* Work order:
Starting at the line below holding "use parking_lot::Mutex;" and stopping at the line holding "exist and be", print every line exactly, both ends included, and leave the rest out.

* Source data:
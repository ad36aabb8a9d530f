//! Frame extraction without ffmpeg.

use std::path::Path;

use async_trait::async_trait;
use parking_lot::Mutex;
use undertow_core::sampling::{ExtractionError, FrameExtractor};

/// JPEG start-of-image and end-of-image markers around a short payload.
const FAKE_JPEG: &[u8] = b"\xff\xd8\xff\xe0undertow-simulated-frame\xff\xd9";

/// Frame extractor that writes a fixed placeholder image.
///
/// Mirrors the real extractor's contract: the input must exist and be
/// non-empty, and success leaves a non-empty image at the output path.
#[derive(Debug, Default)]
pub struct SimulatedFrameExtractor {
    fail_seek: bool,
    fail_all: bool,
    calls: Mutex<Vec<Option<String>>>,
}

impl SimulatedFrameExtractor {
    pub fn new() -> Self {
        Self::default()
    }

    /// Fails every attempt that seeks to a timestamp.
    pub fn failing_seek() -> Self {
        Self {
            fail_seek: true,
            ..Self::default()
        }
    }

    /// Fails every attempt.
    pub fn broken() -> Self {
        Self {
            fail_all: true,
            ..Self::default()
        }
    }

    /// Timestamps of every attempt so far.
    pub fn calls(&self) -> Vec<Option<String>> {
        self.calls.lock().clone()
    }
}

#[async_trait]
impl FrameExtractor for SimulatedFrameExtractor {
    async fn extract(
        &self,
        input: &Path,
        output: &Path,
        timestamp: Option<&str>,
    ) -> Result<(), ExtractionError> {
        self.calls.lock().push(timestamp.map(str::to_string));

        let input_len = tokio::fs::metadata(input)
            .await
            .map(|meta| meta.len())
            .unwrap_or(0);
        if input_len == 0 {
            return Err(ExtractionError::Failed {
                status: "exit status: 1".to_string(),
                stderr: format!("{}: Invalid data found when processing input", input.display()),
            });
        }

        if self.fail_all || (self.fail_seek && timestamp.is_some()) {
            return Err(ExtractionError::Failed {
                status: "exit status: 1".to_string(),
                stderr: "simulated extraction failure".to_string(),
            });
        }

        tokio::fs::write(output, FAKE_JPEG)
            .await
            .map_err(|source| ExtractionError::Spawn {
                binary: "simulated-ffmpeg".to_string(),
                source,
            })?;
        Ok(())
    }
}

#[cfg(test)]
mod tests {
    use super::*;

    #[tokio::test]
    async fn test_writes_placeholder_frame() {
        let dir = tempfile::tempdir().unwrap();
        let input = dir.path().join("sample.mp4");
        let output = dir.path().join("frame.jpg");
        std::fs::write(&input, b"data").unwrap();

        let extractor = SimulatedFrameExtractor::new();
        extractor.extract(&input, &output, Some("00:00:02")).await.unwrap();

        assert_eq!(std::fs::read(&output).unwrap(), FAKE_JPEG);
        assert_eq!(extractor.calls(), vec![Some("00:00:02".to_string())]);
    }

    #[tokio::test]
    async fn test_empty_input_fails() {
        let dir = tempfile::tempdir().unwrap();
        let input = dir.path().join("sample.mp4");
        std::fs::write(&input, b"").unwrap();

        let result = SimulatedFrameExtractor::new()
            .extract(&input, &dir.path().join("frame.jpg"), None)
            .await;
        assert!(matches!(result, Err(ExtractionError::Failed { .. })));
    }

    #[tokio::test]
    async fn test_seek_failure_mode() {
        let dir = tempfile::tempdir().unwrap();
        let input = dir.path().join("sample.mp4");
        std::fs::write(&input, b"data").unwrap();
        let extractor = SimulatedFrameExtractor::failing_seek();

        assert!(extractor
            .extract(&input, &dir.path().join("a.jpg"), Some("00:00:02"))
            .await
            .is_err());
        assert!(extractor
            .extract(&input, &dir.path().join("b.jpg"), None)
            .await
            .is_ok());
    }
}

...

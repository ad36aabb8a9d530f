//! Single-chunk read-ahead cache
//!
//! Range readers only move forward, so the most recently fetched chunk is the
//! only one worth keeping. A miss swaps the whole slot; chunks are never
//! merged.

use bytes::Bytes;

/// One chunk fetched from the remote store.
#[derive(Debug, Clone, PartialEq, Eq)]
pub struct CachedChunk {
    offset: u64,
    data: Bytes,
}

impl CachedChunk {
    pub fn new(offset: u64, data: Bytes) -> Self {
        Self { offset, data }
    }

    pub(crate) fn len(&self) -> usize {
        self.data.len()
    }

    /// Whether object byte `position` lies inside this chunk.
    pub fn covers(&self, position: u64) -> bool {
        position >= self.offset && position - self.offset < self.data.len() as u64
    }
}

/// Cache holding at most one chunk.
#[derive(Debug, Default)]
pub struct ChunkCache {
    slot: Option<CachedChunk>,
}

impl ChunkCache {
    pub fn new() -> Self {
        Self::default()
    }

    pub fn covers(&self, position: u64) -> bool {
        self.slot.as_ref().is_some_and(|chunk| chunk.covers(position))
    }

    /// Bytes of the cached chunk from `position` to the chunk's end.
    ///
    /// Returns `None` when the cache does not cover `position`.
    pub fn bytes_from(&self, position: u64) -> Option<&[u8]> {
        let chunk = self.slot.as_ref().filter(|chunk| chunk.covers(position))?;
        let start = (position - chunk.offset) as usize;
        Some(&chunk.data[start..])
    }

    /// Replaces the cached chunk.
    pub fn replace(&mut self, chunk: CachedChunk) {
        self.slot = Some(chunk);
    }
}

==

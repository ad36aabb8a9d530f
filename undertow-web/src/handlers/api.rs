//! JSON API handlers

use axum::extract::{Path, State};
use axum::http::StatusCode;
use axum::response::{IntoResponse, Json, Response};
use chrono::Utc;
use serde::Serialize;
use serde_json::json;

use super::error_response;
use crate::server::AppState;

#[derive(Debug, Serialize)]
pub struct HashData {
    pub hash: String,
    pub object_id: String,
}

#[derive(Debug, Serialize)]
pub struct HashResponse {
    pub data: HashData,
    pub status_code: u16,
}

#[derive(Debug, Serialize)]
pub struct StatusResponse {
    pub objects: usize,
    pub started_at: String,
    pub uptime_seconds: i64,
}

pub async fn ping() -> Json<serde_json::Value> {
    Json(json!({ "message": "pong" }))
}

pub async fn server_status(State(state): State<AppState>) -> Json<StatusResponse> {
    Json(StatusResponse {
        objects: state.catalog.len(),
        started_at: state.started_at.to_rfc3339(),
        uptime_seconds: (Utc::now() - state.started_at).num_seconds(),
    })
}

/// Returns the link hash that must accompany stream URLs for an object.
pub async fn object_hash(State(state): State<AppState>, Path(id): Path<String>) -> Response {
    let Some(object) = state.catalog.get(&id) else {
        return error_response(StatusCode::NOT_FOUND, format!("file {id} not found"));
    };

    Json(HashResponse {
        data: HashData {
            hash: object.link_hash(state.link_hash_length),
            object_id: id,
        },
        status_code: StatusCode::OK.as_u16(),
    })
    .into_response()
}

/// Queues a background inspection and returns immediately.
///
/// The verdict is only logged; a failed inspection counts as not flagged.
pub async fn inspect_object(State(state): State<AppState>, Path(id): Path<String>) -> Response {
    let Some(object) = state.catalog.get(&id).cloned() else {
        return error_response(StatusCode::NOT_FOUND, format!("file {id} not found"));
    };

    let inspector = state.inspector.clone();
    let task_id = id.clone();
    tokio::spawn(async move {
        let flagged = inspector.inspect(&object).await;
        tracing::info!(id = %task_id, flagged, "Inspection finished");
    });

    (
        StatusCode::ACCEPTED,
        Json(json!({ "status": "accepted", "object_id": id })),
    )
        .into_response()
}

* Finished task:
use parking_lot::Mutex;
use undertow_core::sampling::{ExtractionError, FrameExtractor};

/// JPEG start-of-image and end-of-image markers around a short payload.
const FAKE_JPEG: &[u8] = b"\xff\xd8\xff\xe0undertow-simulated-frame\xff\xd9";

/// Frame extractor that writes a fixed placeholder image.
///
/// Mirrors the real extractor's contract: the input must exist and be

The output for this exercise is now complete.